Physical control: High-pressure water sprays (of 10-20 litre/tree at 300 psi) may reduce scale populations on the trunk and main branches by over 60% within three months, by about 90% after one year.

Chemical control: The pest can be controlled by mineral oils and/or organophosphates. An application of an insect growth regulator (IGR) often suffices to control the pest for one year.

Biological control: The pest is attacked by several enemies. The most important predator is the coccinellid Chilocorus bipustulatus (L.). The mite Hemisarcoptes coccophagus Meyer (Hemisarcoptidae) is a major ectoparasitoid, as is Aphytis hispanicus (Mercet) (Aphelinidae). Another important aphelinid is the endoparasitoid Encarsia inquirenda (Silvestri). The predators are most active on the wooden parts of the trees during summer, whereas the parasitoids attack the pest mostly in the spring, especially on the leaves and fruits. Neither group of natural enemies appears to reduce the level of pest damage, but the predators, acting during summer, when the pest increases its populations, appear to be more important in reducing scale numbers.

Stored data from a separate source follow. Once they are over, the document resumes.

//! Pattern grammar: node and relationship patterns, shared by
//! `MATCH`, `CREATE`, and `CREATE UNIQUE` via the low-level [`ParsedPath`]
//! representation. Lowering into `PatternPart`/update actions happens in
//! `parser::clause`.

use crate::ast::pattern::{Direction, ParsedNode, ParsedPath, ParsedRel, ShortestKind};
use crate::dialect::Dialect;
use crate::diag::ErrorKind;
use crate::lexer::token::TokenKind;
use crate::parser::Parser;
use smol_str::SmolStr;

/// Anonymous node/relationship names are synthesized from their byte offset
/// so they are deterministic and stable across reparses of the same text.
pub(crate) fn anon_name(offset: usize) -> SmolStr {
    SmolStr::new(format!("  UNNAMED{offset}"))
}

impl<'source> Parser<'source> {
    /// `pathVar = ` prefix, then a node/relationship chain, then (for
    /// `shortestPath(...)`/`allShortestPaths(...)`) a single wrapped path.
    pub(crate) fn parse_pattern_path(&mut self) -> Result<ParsedPath, ()> {
        let start = self.here();
        let mut name = None;

        if let TokenKind::Identifier(n) = self.peek_kind() {
            if self.peek_nth(1).kind == TokenKind::Eq {
                name = Some(n);
                self.advance();
                self.advance();
            }
        }

        if let Some(shortest) = self.try_parse_shortest_call()? {
            let (kind, mut path) = shortest;
            path.name = name;
            path.shortest = Some(kind);
            return Ok(path);
        }

        self.parse_node_relationship_chain(name, start)
    }

    /// Recognizes `shortestPath(...)` / `allShortestPaths(...)` pseudo-calls.
    /// Returns `Ok(None)` if the current position isn't one of these.
    fn try_parse_shortest_call(&mut self) -> Result<Option<(ShortestKind, ParsedPath)>, ()> {
        let kind = match self.peek_kind() {
            TokenKind::Identifier(ref n) if n.eq_ignore_ascii_case("shortestPath") => {
                ShortestKind::Single
            }
            TokenKind::Identifier(ref n) if n.eq_ignore_ascii_case("allShortestPaths") => {
                ShortestKind::All
            }
            _ => return Ok(None),
        };
        if self.peek_nth(1).kind != TokenKind::LParen {
            return Ok(None);
        }
        let start = self.here();
        self.advance();
        self.advance();
        let path = self.parse_node_relationship_chain(None, start)?;
        self.expect(&TokenKind::RParen, "after shortestPath(...)")?;
        Ok(Some((kind, path)))
    }

    pub(crate) fn parse_node_relationship_chain(
        &mut self,
        name: Option<SmolStr>,
        start: usize,
    ) -> Result<ParsedPath, ()> {
        let mut nodes = vec![self.parse_node()?];
        let mut rels = Vec::new();

        while self.at_any(&[TokenKind::Minus, TokenKind::LeftArrow]) {
            rels.push(self.parse_relationship()?);
            nodes.push(self.parse_node()?);
        }

        let end = nodes.last().map(|n| n.span.end).unwrap_or(self.here());
        Ok(ParsedPath {
            name,
            nodes,
            rels,
            shortest: None,
            span: start..end,
        })
    }

    /// `(name? labels* properties?)` or a bare identifier (pre-2.0 `CREATE n`
    /// style, also accepted here in patterns for grammar parity).
    pub(crate) fn parse_node(&mut self) -> Result<ParsedNode, ()> {
        let start = self.here();

        if let TokenKind::Identifier(n) = self.peek_kind() {
            if !self.at(&TokenKind::LParen) {
                self.advance();
                let end = self.tokens[self.current - 1].span.end;
                return Ok(ParsedNode {
                    name: n,
                    labels: Vec::new(),
                    properties: None,
                    bare: true,
                    anonymous: false,
                    span: start..end,
                });
            }
        }

        self.expect(&TokenKind::LParen, "at start of node pattern")?;

        let (name, anonymous) = if let TokenKind::Identifier(n) = self.peek_kind() {
            self.advance();
            (n, false)
        } else {
            (anon_name(start), true)
        };

        let labels = self.parse_label_list()?;

        let properties = if self.at(&TokenKind::LBrace) {
            Some(self.parse_brace_expr()?)
        } else {
            None
        };

        let close = self.expect(&TokenKind::RParen, "to close node pattern")?;
        Ok(ParsedNode {
            name,
            labels,
            properties,
            bare: false,
            anonymous,
            span: start..close.span.end,
        })
    }

    fn parse_label_list(&mut self) -> Result<Vec<SmolStr>, ()> {
        let mut labels = Vec::new();
        while self.at(&TokenKind::Colon) {
            self.advance();
            labels.push(self.expect_label_text()?);
        }
        Ok(labels)
    }

    /// `-[name? :type(|:type)* varlen? properties?]-`, with the surrounding
    /// dash/arrow tokens consumed here too so callers get a complete
    /// [`ParsedRel`].
    fn parse_relationship(&mut self) -> Result<ParsedRel, ()> {
        let start = self.here();

        let left_arrow = if self.at(&TokenKind::LeftArrow) {
            self.advance();
            true
        } else {
            self.expect(&TokenKind::Minus, "in relationship pattern")?;
            false
        };

        let mut name = None;
        let mut types = Vec::new();
        let mut var_length = None;
        let mut properties = None;
        let mut anonymous = true;
        let mut optional = false;

        if self.at(&TokenKind::LBracket) {
            self.advance();

            if let TokenKind::Identifier(n) = self.peek_kind() {
                self.advance();
                name = Some(n);
                anonymous = false;
            }

            // `-[r?]->` marks just this relationship optional, a v1_9-era
            // alternative to `OPTIONAL MATCH` scoped to a single edge.
            if self.at(&TokenKind::Question) {
                self.advance();
                optional = true;
            }

            if self.at(&TokenKind::Colon) {
                self.advance();
                types.push(self.expect_label_text()?);
                loop {
                    let sep = self.type_separator_for_dialect();
                    if self.at(&sep) {
                        self.advance();
                        types.push(self.expect_label_text()?);
                    } else if self.at_any(&[TokenKind::Pipe, TokenKind::PipeColon]) {
                        self.error_here(
                            ErrorKind::DialectFeature,
                            format!(
                                "relationship type separator for dialect {} is `{}`",
                                self.dialect, sep
                            ),
                        );
                        return Err(());
                    } else {
                        break;
                    }
                }
            }

            if !optional && self.at(&TokenKind::Question) {
                self.advance();
                optional = true;
            }

            if self.at(&TokenKind::Star) {
                self.advance();
                var_length = Some(self.parse_var_length_range()?);
            }

            if self.at(&TokenKind::LBrace) {
                properties = Some(self.parse_brace_expr()?);
            }

            self.expect(&TokenKind::RBracket, "to close relationship pattern")?;
        }

        let right_arrow = if self.at(&TokenKind::Arrow) {
            self.advance();
            true
        } else {
            self.expect(&TokenKind::Minus, "in relationship pattern")?;
            false
        };

        let direction = match (left_arrow, right_arrow) {
            (false, true) => Direction::Out,
            (true, false) => Direction::In,
            _ => Direction::Both,
        };

        let name = name.unwrap_or_else(|| anon_name(start));
        let end = self.tokens[self.current - 1].span.end;

        Ok(ParsedRel {
            name,
            types,
            properties,
            direction,
            optional,
            var_length,
            anonymous,
            span: start..end,
        })
    }

    fn type_separator_for_dialect(&self) -> TokenKind {
        if self.dialect == Dialect::V1_9 {
            TokenKind::Pipe
        } else {
            TokenKind::PipeColon
        }
    }

    /// `*`, `*n`, `*n..`, `*..m`, `*n..m`.
    fn parse_var_length_range(&mut self) -> Result<(Option<u32>, Option<u32>), ()> {
        let min = if let TokenKind::IntegerLiteral(n) = self.peek_kind() {
            self.advance();
            Some(n as u32)
        } else {
            None
        };

        if !self.at(&TokenKind::DotDot) {
            return Ok((min, min));
        }
        self.advance();

        let max = if let TokenKind::IntegerLiteral(n) = self.peek_kind() {
            self.advance();
            Some(n as u32)
        } else {
            None
        };

        Ok((min, max))
    }

    /// `{` either an identifier/integer/backtick-identifier parameter
    /// reference, or a `key: value, ...` map literal. The lexer deliberately
    /// doesn't disambiguate these; the parser looks one token past the
    /// opening brace.
    pub(crate) fn parse_brace_expr(&mut self) -> Result<crate::ast::Expression, ()> {
        super::expression::parse_brace_expr(self)
    }
}
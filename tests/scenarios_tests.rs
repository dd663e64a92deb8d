//! Concrete end-to-end scenarios, verbatim inputs and dialects.

use aqt_parser::{
    Aqt, Dialect, DialectSelector, Direction, IdsOrParam, LimitValue, NodeRef, PatternPart,
    ReturnSpec, StartItem, parse,
};

#[test]
fn scenario_1_start_and_return_the_same_identifier() {
    for dialect in [Dialect::V1_9, Dialect::V2_0] {
        let outcome = parse("start s = NODE(1) return s", DialectSelector::Explicit(dialect));
        assert!(outcome.ast.is_some(), "{dialect}: {:?}", outcome.diagnostics);
        let Aqt::Query(query) = outcome.ast.unwrap() else {
            panic!("expected a plain query");
        };
        assert!(matches!(
            &query.start_items[0],
            StartItem::NodeById { name, ids: IdsOrParam::Ids(ids), .. }
                if name == "s" && ids == &vec![1]
        ));
        let ReturnSpec::Items(items) = query.return_spec else {
            panic!("expected RETURN items");
        };
        assert_eq!(items[0].alias, "s");
    }
}

#[test]
fn scenario_2_anonymous_relationship_offset_is_dialect_independent() {
    let source = "start a = NODE(1) match a -[:KNOWS]-> (b) return a, b";
    let outcome = parse(source, DialectSelector::Explicit(Dialect::V2_0));
    assert!(outcome.ast.is_some(), "{:?}", outcome.diagnostics);
    let Aqt::Query(query) = outcome.ast.unwrap() else {
        panic!("expected a plain query");
    };
    match &query.matches[0] {
        PatternPart::RelatedTo(rel) => {
            assert_eq!(rel.rel_name, "  UNNAMED26");
            assert_eq!(rel.types.len(), 1);
            assert_eq!(rel.types[0], "KNOWS");
            assert_eq!(rel.direction, Direction::Out);
            assert_eq!(rel.from.name(), "a");
            assert_eq!(rel.to.name(), "b");
        }
        other => panic!("unexpected shape: {other:?}"),
    }

    // see DESIGN.md open question decision 9: this parser's own
    // byte-offset rule for anonymous names does not depend on dialect, so
    // the same offset is produced for the identical input under v1_9.
    let outcome = parse(source, DialectSelector::Explicit(Dialect::V1_9));
    assert!(outcome.ast.is_some(), "{:?}", outcome.diagnostics);
    let Aqt::Query(query) = outcome.ast.unwrap() else {
        panic!("expected a plain query");
    };
    match &query.matches[0] {
        PatternPart::RelatedTo(rel) => assert_eq!(rel.rel_name, "  UNNAMED26"),
        other => panic!("unexpected shape: {other:?}"),
    }
}

#[test]
fn scenario_3_single_relationship_optional_marker() {
    let source = "start a=node(0) match a -[r?*1..3]-> x return x";

    let outcome = parse(source, DialectSelector::Explicit(Dialect::V2_0));
    assert!(outcome.ast.is_some(), "{:?}", outcome.diagnostics);
    let Aqt::Query(query) = outcome.ast.unwrap() else {
        panic!("expected a plain query");
    };
    match &query.matches[0] {
        PatternPart::VarLengthRelatedTo(rel) => {
            assert_eq!(rel.path_name, "  UNNAMED24");
            assert!(matches!(rel.from, NodeRef::SingleNode { ref name, .. } if name == "a"));
            assert!(matches!(rel.to, NodeRef::SingleOptionalNode { ref name, .. } if name == "x"));
            assert_eq!(rel.min, Some(1));
            assert_eq!(rel.max, Some(3));
            assert!(rel.types.is_empty());
            assert_eq!(rel.direction, Direction::Out);
            assert_eq!(rel.rel_binding.as_deref(), Some("r"));
            assert!(rel.optional);
        }
        other => panic!("unexpected shape: {other:?}"),
    }

    let outcome = parse(source, DialectSelector::Explicit(Dialect::V1_9));
    assert!(outcome.ast.is_some(), "{:?}", outcome.diagnostics);
    let Aqt::Query(query) = outcome.ast.unwrap() else {
        panic!("expected a plain query");
    };
    match &query.matches[0] {
        PatternPart::VarLengthRelatedTo(rel) => {
            assert!(matches!(rel.to, NodeRef::SingleNode { ref name, .. } if name == "x"));
        }
        other => panic!("unexpected shape: {other:?}"),
    }
}

#[test]
fn scenario_4_with_splits_order_skip_limit_from_the_tail_where_and_return() {
    let source = "start n=node(0,1,2) with n order by ID(n) desc limit 2 where ID(n) = 1 return n";
    for dialect in [Dialect::V1_9, Dialect::V2_0] {
        let outcome = parse(source, DialectSelector::Explicit(dialect));
        assert!(outcome.ast.is_some(), "{dialect}: {:?}", outcome.diagnostics);
        let Aqt::Query(query) = outcome.ast.unwrap() else {
            panic!("expected a plain query");
        };
        assert!(matches!(
            &query.start_items[0],
            StartItem::NodeById { name, ids: IdsOrParam::Ids(ids), .. }
                if name == "n" && ids == &vec![0, 1, 2]
        ));
        assert_eq!(query.order_by.len(), 1);
        assert!(query.order_by[0].descending);
        assert_eq!(query.limit, Some(LimitValue::Literal(2)));
        assert!(query.where_clause.is_none());
        // `WITH n` projects through the same item grammar as `RETURN`.
        let ReturnSpec::Items(with_items) = &query.return_spec else {
            panic!("expected the WITH projection to populate return_spec");
        };
        assert_eq!(with_items.len(), 1);
        assert_eq!(with_items[0].alias, "n");

        let tail = query.tail.expect("expected a tail query");
        assert!(tail.where_clause.is_some());
        assert!(matches!(tail.return_spec, ReturnSpec::Items(_)));
        assert!(tail.order_by.is_empty());
        assert!(tail.limit.is_none());
    }
}

#[test]
fn scenario_5_boolean_literal_lowering_differs_by_dialect() {
    use aqt_parser::Expression;

    let outcome = parse(
        "start a = NODE(1) return true = false",
        DialectSelector::Explicit(Dialect::V2_0),
    );
    assert!(outcome.ast.is_some(), "{:?}", outcome.diagnostics);
    let Aqt::Query(query) = outcome.ast.unwrap() else {
        panic!("expected a plain query");
    };
    let ReturnSpec::Items(mut items) = query.return_spec else {
        panic!("expected RETURN items");
    };
    match items.remove(0).expr {
        Expression::Compare(aqt_parser::Comparison::Eq, lhs, rhs, _) => {
            assert!(matches!(*lhs, Expression::True(_)));
            assert!(matches!(*rhs, Expression::Not(_, _)));
        }
        other => panic!("unexpected shape: {other:?}"),
    }

    let outcome = parse(
        "start a = NODE(1) return true = false",
        DialectSelector::Explicit(Dialect::V1_9),
    );
    assert!(outcome.ast.is_some(), "{:?}", outcome.diagnostics);
    let Aqt::Query(query) = outcome.ast.unwrap() else {
        panic!("expected a plain query");
    };
    let ReturnSpec::Items(mut items) = query.return_spec else {
        panic!("expected RETURN items");
    };
    match items.remove(0).expr {
        Expression::Compare(aqt_parser::Comparison::Eq, lhs, rhs, _) => {
            assert!(matches!(*lhs, Expression::BooleanLiteral(true, _)));
            assert!(matches!(*rhs, Expression::BooleanLiteral(false, _)));
        }
        other => panic!("unexpected shape: {other:?}"),
    }
}

#[test]
fn scenario_6_union_all_vs_bare_union_distinct_flag() {
    let outcome = parse(
        "start s=NODE(1) return s UNION all start t=NODE(1) return t",
        DialectSelector::Explicit(Dialect::V2_0),
    );
    assert!(outcome.ast.is_some(), "{:?}", outcome.diagnostics);
    let Aqt::Union(union) = outcome.ast.unwrap() else {
        panic!("expected a union");
    };
    assert_eq!(union.queries.len(), 2);
    assert!(!union.distinct);

    let outcome = parse(
        "start s=NODE(1) return s UNION start t=NODE(1) return t",
        DialectSelector::Explicit(Dialect::V2_0),
    );
    assert!(outcome.ast.is_some(), "{:?}", outcome.diagnostics);
    let Aqt::Union(union) = outcome.ast.unwrap() else {
        panic!("expected a union");
    };
    assert!(union.distinct);
}
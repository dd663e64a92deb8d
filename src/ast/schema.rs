//! Standalone schema commands: top-level AQT values that are not a `Query`
//! or `Union`.

use crate::ast::span::Span;
use smol_str::SmolStr;

#[derive(Debug, Clone, PartialEq)]
pub enum SchemaCommand {
    CreateIndex {
        label: SmolStr,
        properties: Vec<SmolStr>,
        span: Span,
    },
    DropIndex {
        label: SmolStr,
        properties: Vec<SmolStr>,
        span: Span,
    },
    /// `CREATE CONSTRAINT ON (v:Label) ASSERT v.p IS UNIQUE`. The node
    /// variable appears twice positionally (`ON` and `ASSERT`); it is one
    /// binding here.
    CreateUniqueConstraint {
        variable: SmolStr,
        label: SmolStr,
        property: SmolStr,
        span: Span,
    },
}

/// A hint attached to the nearest enclosing query segment.
#[derive(Debug, Clone, PartialEq)]
pub enum Hint {
    /// `USING INDEX v:L(p)`.
    SchemaIndex {
        node: SmolStr,
        label: SmolStr,
        property: SmolStr,
        value: Option<crate::ast::expression::Expression>,
        span: Span,
    },
    /// `USING SCAN v:L`.
    NodeByLabel {
        node: SmolStr,
        label: SmolStr,
        span: Span,
    },
}
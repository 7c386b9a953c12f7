//! CLI argument parsing for supergraph
//!
//! Global flags: --format, --quiet, --verbose, --log-level, --log-json, --config

pub mod parse;

use std::env;
use std::path::PathBuf;

use clap::{Parser, Subcommand};

use parse::{parse_node_id, parse_output_format};
use supergraph_core::config::Config;
use supergraph_core::error::Result;
use supergraph_core::format::OutputFormat;
use supergraph_core::graph::NodeId;

/// SuperGraph - Hamiltonian paths through directed multigraphs
#[derive(Parser, Debug)]
#[command(name = "supergraph")]
#[command(author, version, about, long_about = None)]
#[command(propagate_version = true)]
pub struct Cli {
    /// Output format: human, json or records (default: config, then human)
    #[arg(long, global = true, value_parser = parse_output_format)]
    pub format: Option<OutputFormat>,

    /// Suppress non-essential output
    #[arg(long, short, global = true)]
    pub quiet: bool,

    /// Enable debug logging
    #[arg(long, short, global = true)]
    pub verbose: bool,

    /// Log filter (e.g. "debug" or "supergraph_core=trace")
    #[arg(long, global = true, env = "SUPERGRAPH_LOG_LEVEL")]
    pub log_level: Option<String>,

    /// Emit logs as JSON lines on stderr
    #[arg(long, global = true)]
    pub log_json: bool,

    /// Configuration file (default: ./supergraph.toml when present)
    #[arg(long, global = true)]
    pub config: Option<PathBuf>,

    #[command(subcommand)]
    pub command: Commands,
}

#[derive(Subcommand, Debug)]
pub enum Commands {
    /// List every Hamiltonian path through the graph
    Paths {
        /// Graph document (.toml or .json)
        file: PathBuf,
    },

    /// Show the nodes reachable from a node
    Closure {
        /// Graph document (.toml or .json)
        file: PathBuf,

        /// Node id (1-based, in document order)
        #[arg(value_parser = parse_node_id)]
        node: NodeId,
    },

    /// Show the closure-size components the path search works through
    Components {
        /// Graph document (.toml or .json)
        file: PathBuf,
    },

    /// Describe the graph's nodes and adjacency
    Describe {
        /// Graph document (.toml or .json)
        file: PathBuf,
    },

    /// Export the graph in Graphviz DOT format
    Dot {
        /// Graph document (.toml or .json)
        file: PathBuf,

        /// Graph name (default: [export] graph_name, then "G")
        #[arg(long)]
        name: Option<String>,

        /// Write to a file instead of stdout
        #[arg(long, short)]
        output: Option<PathBuf>,
    },

    /// Write a default supergraph.toml in the working directory
    Init {
        /// Overwrite an existing supergraph.toml
        #[arg(long)]
        force: bool,
    },
}

impl Cli {
    /// Load `--config`, or discover `supergraph.toml` in the working directory
    pub fn load_config(&self) -> Result<Config> {
        match &self.config {
            Some(path) => Config::load(path),
            None => {
                let cwd = env::current_dir().unwrap_or_else(|_| PathBuf::from("."));
                Config::discover(&cwd)
            }
        }
    }

    /// `--format` wins over the config file
    pub fn resolve_format(&self, config: &Config) -> OutputFormat {
        self.format.or(config.format).unwrap_or_default()
    }
}
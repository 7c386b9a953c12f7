//! SuperGraph Core Library
//!
//! Directed multigraphs with caller-supplied node and edge values, and an
//! exhaustive search for every Hamiltonian path through them.

pub mod config;
pub mod document;
pub mod error;
pub mod export;
pub mod format;
pub mod graph;
pub mod logging;

pub use error::{GraphError, Result};
pub use graph::{Edge, Graph, Node, NodeId, NodeSet, Path};
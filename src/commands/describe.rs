//! `supergraph describe` command - nodes, edges and adjacency

use std::path::Path;

use crate::commands::dispatch::CommandContext;
use crate::commands::format::print_json;
use crate::commands::json_builders::{build_edge_json, build_node_set_json, join_ids};
use crate::output_by_format_result;
use supergraph_core::error::Result;
use supergraph_core::format::escape_string;
use supergraph_core::graph::{Graph, NodeSet};

/// Execute the describe command
pub fn execute(ctx: &CommandContext, file: &Path) -> Result<()> {
    let graph = ctx.load_graph(file)?;

    output_by_format_result!(ctx.format,
        json => output_json(&graph),
        human => {
            print!("{}", graph);
        },
        records => {
            output_records(file, &graph);
        }
    )
}

fn output_json(graph: &Graph<String, String>) -> Result<()> {
    let empty = NodeSet::new();
    let nodes: Vec<_> = graph
        .nodes()
        .map(|node| {
            serde_json::json!({
                "id": node.id(),
                "value": node.value(),
                "out": build_node_set_json(graph.nodes_out(node.id()).unwrap_or(&empty)),
                "in": build_node_set_json(graph.nodes_in(node.id()).unwrap_or(&empty)),
            })
        })
        .collect();
    let edges: Vec<_> = graph.edges().into_iter().map(build_edge_json).collect();

    print_json(&serde_json::json!({
        "nodes": nodes,
        "edges": edges,
    }))
}

fn output_records(file: &Path, graph: &Graph<String, String>) {
    println!(
        "H supergraph=1 records=1 mode=describe file={} nodes={} edges={}",
        file.display(),
        graph.node_count(),
        graph.edge_count()
    );

    for node in graph.nodes() {
        let out = match graph.nodes_out(node.id()) {
            Some(ids) if !ids.is_empty() => join_ids(ids).replace(' ', ","),
            _ => "-".to_string(),
        };
        println!(
            "N {} \"{}\" out={}",
            node.id(),
            escape_string(node.value()),
            out
        );
    }
    for edge in graph.edges() {
        println!(
            "E {} {} \"{}\"",
            edge.start(),
            edge.end(),
            escape_string(edge.value())
        );
    }
}
use tracing_subscriber::{fmt, prelude::*, EnvFilter};

/// Helper macro for logging elapsed time at trace level.
///
/// Usage:
/// ```rust,ignore
/// let start = Instant::now();
/// // ... some work ...
/// trace_time!(start, "operation_name");
/// // Or with additional fields:
/// trace_time!(start, "operation_name", components = groups.len());
/// ```
#[macro_export]
macro_rules! trace_time {
    ($start:expr, $name:expr) => {
        tracing::trace!(elapsed = ?$start.elapsed(), $name);
    };
    ($start:expr, $name:expr $(, $field:ident = $value:expr)*) => {
        tracing::trace!(elapsed = ?$start.elapsed(), $($field = $value),*, $name);
    };
}

/// Initialize structured logging based on CLI arguments
pub fn init_tracing(
    verbose: bool,
    log_level: Option<&str>,
    log_json: bool,
) -> Result<(), Box<dyn std::error::Error>> {
    let level = match (verbose, log_level) {
        (true, None) => "supergraph=debug,supergraph_core=debug",
        (false, None) => "supergraph=warn,supergraph_core=warn",
        (_, Some(level)) => return init_with_level(level, log_json),
    };

    init_with_level(level, log_json)
}

/// Expand a bare level ("debug") into directives for both crates; anything
/// containing `=` is taken as a full filter directive.
fn filter_directive(level: &str) -> String {
    if level.contains('=') {
        level.to_string()
    } else {
        format!("supergraph={level},supergraph_core={level}")
    }
}

fn init_with_level(level: &str, log_json: bool) -> Result<(), Box<dyn std::error::Error>> {
    // SUPERGRAPH_LOG overrides when RUST_LOG is unset
    let filter = EnvFilter::try_from_default_env()
        .or_else(|_| EnvFilter::try_from_env("SUPERGRAPH_LOG"))
        .unwrap_or_else(|_| EnvFilter::new(filter_directive(level)));

    let registry = tracing_subscriber::registry().with(filter);

    if log_json {
        registry
            .with(
                fmt::layer()
                    .json()
                    .with_writer(std::io::stderr)
                    .with_ansi(false)
                    .with_span_events(
                        tracing_subscriber::fmt::format::FmtSpan::NEW
                            | tracing_subscriber::fmt::format::FmtSpan::CLOSE,
                    ),
            )
            .try_init()?;
    } else {
        registry
            .with(
                fmt::layer()
                    .compact()
                    .with_target(false)
                    .with_writer(std::io::stderr)
                    .with_ansi(false),
            )
            .try_init()?;
    }

    Ok(())
}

Cesnik, R. and Medina, C.L. 1995. High pressure water sprays to control chaff scale (Homoptera: Diaspididae) in citrus. Journal of Entomological Science 30: 93-94.

Da Fonseca, J.P. 1965. Uma cochonilha de escama recentemente observada em laranjais de Sao Paulo. O Biologico 31: 216-219.

Gerson, U. 1964. Parlatoria cinerea, a pest of citrus in Israel. FAO Plant Protection Bulletin 12: 82-85.

Gerson, U. 1967. Interrelationships of two scale insects on citrus. Ecology 48: 872-873.

Gerson, U. and Roessler, Y. 1977. Distribution of chaff scales on citrus in Israel. _ Hassadeh_ 57: 864-865 (in Hebrew with English abstract).